Please write out the final portion of the records below exactly: the line containing "a connected pool.", every line after it, and nothing else.

--- RECORDS TO PROCESS Enclosed Below ---

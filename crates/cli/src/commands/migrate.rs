//! Database migration command.
//!
//! Applies the storefront migrations embedded in `reign-storefront`.
//! Safe to re-run; already-applied migrations are skipped.

use reign_storefront::db;

use super::CommandError;

/// Run storefront migrations against `STOREFRONT_DATABASE_URL`.
pub async fn run() -> Result<(), CommandError> {
    let database_url = super::database_url()?;

    tracing::info!("Connecting to storefront database...");
    let pool = db::create_pool(&database_url).await?;

    tracing::info!("Running storefront migrations...");
    db::MIGRATOR.run(&pool).await?;

    tracing::info!("Storefront migrations complete!");
    Ok(())
}
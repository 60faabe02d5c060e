//! Shared application state.

use std::sync::Arc;

use sqlx::SqlitePool;

use crate::config::{CheckoutConfig, StorefrontConfig};
use crate::services::{GeocodingClient, GeocodingError};

/// Application state shared across request handlers.
///
/// Cheap to clone; everything lives behind one `Arc`.
#[derive(Clone)]
pub struct AppState {
    inner: Arc<AppStateInner>,
}

struct AppStateInner {
    config: StorefrontConfig,
    pool: SqlitePool,
    geocoder: GeocodingClient,
}

impl AppState {
    /// Build the shared state from configuration and a connected pool.
    ///
    /// # Errors
    ///
    /// Returns `GeocodingError` if the geocoding HTTP client cannot be built.
    pub fn new(config: StorefrontConfig, pool: SqlitePool) -> Result<Self, GeocodingError> {
        let geocoder = GeocodingClient::new(&config.geocoding)?;
        Ok(Self {
            inner: Arc::new(AppStateInner {
                config,
                pool,
                geocoder,
            }),
        })
    }

    #[must_use]
    pub fn config(&self) -> &StorefrontConfig {
        &self.inner.config
    }

    #[must_use]
    pub fn checkout(&self) -> &CheckoutConfig {
        &self.inner.config.checkout
    }

    #[must_use]
    pub fn pool(&self) -> &SqlitePool {
        &self.inner.pool
    }

    #[must_use]
    pub fn geocoder(&self) -> &GeocodingClient {
        &self.inner.geocoder
    }
}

--- End of Enclosed RECORDS TO PROCESS ---

* [WRITTEN ANSWER]
    /// Build the shared state from configuration and a connected pool.
    ///
    /// # Errors
    ///
    /// Returns `GeocodingError` if the geocoding HTTP client cannot be built.
    pub fn new(config: StorefrontConfig, pool: SqlitePool) -> Result<Self, GeocodingError> {
        let geocoder = GeocodingClient::new(&config.geocoding)?;
        Ok(Self {
            inner: Arc::new(AppStateInner {
                config,
                pool,
                geocoder,
            }),
        })
    }

    #[must_use]
    pub fn config(&self) -> &StorefrontConfig {
        &self.inner.config
    }

    #[must_use]
    pub fn checkout(&self) -> &CheckoutConfig {
        &self.inner.config.checkout
    }

    #[must_use]
    pub fn pool(&self) -> &SqlitePool {
        &self.inner.pool
    }

    #[must_use]
    pub fn geocoder(&self) -> &GeocodingClient {
        &self.inner.geocoder
    }
}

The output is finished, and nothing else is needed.